Work to be completed:
Your answer consists of the lines in the data that contain "best". Copy each of them.

Data supplied:
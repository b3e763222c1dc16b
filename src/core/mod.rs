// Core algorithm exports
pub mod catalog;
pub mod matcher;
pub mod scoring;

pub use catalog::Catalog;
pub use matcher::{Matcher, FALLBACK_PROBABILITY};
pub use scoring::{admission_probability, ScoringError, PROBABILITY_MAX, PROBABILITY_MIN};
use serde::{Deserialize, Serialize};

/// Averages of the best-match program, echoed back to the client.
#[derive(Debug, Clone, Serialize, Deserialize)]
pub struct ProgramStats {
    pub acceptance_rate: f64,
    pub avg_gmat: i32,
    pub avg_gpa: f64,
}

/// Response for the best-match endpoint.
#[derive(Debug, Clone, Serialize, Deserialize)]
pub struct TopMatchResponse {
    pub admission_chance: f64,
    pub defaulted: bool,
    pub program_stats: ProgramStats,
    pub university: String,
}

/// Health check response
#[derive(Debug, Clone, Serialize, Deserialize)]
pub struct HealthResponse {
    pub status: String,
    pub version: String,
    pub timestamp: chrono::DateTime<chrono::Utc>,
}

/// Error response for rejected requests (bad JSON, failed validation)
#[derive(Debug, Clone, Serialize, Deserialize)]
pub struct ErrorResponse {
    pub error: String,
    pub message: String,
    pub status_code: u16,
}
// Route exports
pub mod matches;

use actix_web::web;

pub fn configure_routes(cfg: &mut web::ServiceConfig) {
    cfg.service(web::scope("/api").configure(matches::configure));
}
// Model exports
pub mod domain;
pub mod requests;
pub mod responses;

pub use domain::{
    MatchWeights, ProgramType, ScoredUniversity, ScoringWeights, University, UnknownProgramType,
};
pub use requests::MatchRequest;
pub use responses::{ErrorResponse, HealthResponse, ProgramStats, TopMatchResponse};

Written reply:
/// Averages of the best-match program, echoed back to the client.
/// Response for the best-match endpoint.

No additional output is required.